# What this task involves
Select all lines in the records that include "future".

# Stored records
┄┄┄┄┄┄┄┄┄┄┄┄┄┄┄┄┄┄┄┄
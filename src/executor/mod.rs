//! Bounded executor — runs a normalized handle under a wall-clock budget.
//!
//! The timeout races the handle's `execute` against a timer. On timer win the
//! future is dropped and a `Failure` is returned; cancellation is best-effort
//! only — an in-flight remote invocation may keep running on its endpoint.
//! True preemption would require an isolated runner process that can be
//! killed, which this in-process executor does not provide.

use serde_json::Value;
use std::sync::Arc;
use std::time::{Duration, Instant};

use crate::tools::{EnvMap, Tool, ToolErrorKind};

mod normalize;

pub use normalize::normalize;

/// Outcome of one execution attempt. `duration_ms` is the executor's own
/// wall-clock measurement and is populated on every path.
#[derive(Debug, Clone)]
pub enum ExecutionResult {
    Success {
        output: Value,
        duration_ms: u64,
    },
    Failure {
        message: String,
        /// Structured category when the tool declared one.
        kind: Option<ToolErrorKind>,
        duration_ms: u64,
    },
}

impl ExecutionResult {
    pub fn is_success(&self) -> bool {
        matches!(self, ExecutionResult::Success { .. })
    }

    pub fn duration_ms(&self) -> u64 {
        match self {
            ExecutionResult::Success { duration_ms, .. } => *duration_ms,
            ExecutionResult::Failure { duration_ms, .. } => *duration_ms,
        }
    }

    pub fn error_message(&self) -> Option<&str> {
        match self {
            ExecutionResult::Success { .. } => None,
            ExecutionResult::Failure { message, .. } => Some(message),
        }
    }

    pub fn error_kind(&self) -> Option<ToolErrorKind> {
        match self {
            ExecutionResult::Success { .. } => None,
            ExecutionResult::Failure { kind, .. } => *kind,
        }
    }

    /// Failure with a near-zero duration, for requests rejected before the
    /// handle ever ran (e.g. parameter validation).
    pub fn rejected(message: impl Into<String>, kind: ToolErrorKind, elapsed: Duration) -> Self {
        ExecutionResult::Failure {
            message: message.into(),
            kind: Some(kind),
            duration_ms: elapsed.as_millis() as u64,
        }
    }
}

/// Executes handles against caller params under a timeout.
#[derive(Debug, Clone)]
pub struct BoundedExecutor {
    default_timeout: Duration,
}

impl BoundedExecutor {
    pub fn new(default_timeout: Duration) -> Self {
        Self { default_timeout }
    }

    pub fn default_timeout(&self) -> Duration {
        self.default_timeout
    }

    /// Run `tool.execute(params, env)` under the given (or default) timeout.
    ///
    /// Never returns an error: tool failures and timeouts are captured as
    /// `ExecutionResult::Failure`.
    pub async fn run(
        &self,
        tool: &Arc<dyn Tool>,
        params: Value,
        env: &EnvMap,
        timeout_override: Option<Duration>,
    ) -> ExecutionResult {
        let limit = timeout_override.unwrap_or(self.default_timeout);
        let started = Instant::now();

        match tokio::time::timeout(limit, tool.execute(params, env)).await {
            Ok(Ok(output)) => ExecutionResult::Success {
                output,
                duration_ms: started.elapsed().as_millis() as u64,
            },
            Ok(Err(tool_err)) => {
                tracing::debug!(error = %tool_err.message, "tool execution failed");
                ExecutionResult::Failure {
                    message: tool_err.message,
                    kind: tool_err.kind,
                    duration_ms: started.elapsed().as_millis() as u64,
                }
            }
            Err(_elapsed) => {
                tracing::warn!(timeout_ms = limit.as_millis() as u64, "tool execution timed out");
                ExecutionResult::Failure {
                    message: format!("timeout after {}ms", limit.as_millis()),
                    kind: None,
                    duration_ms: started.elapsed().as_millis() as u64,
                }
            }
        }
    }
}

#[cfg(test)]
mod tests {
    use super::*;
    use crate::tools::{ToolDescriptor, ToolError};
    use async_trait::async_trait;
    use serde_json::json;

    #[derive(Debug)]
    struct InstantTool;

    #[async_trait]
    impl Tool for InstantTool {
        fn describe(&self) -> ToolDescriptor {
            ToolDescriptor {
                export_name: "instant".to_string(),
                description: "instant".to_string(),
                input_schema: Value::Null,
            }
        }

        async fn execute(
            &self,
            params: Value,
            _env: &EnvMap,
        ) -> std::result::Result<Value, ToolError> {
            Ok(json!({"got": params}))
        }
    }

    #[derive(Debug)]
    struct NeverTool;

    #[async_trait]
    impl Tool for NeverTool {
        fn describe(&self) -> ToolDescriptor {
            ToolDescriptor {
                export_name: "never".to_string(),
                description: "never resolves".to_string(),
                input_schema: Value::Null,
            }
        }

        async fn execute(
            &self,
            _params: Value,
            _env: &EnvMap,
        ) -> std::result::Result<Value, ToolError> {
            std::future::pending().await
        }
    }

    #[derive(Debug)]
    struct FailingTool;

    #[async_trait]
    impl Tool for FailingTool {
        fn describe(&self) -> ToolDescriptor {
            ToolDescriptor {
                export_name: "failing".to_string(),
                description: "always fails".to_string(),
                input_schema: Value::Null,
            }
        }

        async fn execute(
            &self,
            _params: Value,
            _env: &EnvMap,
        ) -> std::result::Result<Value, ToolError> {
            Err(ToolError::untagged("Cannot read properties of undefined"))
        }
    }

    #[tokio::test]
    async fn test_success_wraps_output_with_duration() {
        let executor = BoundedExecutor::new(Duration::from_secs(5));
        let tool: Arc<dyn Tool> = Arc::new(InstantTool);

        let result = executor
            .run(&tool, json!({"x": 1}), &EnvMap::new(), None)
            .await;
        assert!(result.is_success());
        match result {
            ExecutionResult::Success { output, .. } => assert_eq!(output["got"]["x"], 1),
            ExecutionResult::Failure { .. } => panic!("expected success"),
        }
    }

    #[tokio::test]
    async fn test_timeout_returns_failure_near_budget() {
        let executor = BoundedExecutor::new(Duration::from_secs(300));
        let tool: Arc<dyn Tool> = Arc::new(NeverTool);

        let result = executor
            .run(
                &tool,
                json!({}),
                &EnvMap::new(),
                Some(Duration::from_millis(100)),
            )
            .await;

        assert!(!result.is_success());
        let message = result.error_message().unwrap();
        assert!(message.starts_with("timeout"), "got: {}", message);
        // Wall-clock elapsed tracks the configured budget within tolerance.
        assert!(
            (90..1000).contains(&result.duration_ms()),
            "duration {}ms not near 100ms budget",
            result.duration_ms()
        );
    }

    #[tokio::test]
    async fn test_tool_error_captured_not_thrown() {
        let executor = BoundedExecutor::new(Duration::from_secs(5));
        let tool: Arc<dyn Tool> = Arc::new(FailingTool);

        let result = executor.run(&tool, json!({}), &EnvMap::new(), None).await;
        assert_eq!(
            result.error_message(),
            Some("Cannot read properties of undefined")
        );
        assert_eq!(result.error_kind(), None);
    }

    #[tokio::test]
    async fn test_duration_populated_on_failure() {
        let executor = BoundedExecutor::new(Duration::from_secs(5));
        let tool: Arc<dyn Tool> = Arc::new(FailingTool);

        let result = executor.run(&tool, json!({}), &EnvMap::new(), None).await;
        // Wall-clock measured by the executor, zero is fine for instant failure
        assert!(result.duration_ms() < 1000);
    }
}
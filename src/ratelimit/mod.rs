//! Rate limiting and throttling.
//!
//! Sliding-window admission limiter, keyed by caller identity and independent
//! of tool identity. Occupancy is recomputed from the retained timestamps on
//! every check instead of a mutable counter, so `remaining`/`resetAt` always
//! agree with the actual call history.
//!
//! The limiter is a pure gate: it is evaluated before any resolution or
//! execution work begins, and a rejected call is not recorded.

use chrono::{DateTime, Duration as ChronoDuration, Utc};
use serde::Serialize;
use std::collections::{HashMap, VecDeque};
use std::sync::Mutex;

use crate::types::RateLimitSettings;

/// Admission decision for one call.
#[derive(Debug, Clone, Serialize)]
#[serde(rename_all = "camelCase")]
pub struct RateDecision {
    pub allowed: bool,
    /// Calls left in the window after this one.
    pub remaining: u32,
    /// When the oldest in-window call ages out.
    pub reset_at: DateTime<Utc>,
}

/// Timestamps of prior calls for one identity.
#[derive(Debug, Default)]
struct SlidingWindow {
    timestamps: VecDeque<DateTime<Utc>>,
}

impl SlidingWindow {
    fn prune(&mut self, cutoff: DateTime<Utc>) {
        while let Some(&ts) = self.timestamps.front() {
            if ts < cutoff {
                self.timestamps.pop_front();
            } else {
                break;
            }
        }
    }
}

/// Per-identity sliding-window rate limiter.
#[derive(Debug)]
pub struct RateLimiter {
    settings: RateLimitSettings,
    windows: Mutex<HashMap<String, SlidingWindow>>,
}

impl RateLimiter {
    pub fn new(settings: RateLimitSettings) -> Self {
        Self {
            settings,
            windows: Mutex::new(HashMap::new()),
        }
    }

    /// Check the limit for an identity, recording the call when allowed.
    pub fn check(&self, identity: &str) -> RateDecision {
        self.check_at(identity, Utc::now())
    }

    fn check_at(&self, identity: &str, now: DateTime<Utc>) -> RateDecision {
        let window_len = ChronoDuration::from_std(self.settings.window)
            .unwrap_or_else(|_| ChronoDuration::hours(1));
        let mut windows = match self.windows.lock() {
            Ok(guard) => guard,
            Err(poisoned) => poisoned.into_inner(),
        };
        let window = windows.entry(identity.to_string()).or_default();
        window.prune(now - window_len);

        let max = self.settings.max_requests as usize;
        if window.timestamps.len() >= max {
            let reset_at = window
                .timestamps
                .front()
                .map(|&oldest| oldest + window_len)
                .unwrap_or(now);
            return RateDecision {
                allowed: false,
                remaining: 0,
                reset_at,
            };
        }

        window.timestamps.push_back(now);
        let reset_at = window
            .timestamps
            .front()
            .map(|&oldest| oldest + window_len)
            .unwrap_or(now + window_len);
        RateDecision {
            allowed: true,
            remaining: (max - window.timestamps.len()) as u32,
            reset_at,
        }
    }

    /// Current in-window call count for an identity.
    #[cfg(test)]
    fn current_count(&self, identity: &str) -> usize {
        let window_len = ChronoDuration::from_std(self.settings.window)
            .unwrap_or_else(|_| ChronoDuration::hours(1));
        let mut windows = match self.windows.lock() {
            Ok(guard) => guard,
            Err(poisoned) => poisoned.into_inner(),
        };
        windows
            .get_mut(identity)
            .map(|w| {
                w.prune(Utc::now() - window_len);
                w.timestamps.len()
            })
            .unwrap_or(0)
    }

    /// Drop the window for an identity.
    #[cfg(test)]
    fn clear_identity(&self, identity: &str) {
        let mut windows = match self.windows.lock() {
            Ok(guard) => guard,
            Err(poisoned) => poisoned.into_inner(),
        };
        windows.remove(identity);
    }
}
┄┄┄┄┄┄┄┄┄┄┄┄┄┄┄┄┄┄┄┄
# Output below
//! future is dropped and a `Failure` is returned; cancellation is best-effort
            std::future::pending().await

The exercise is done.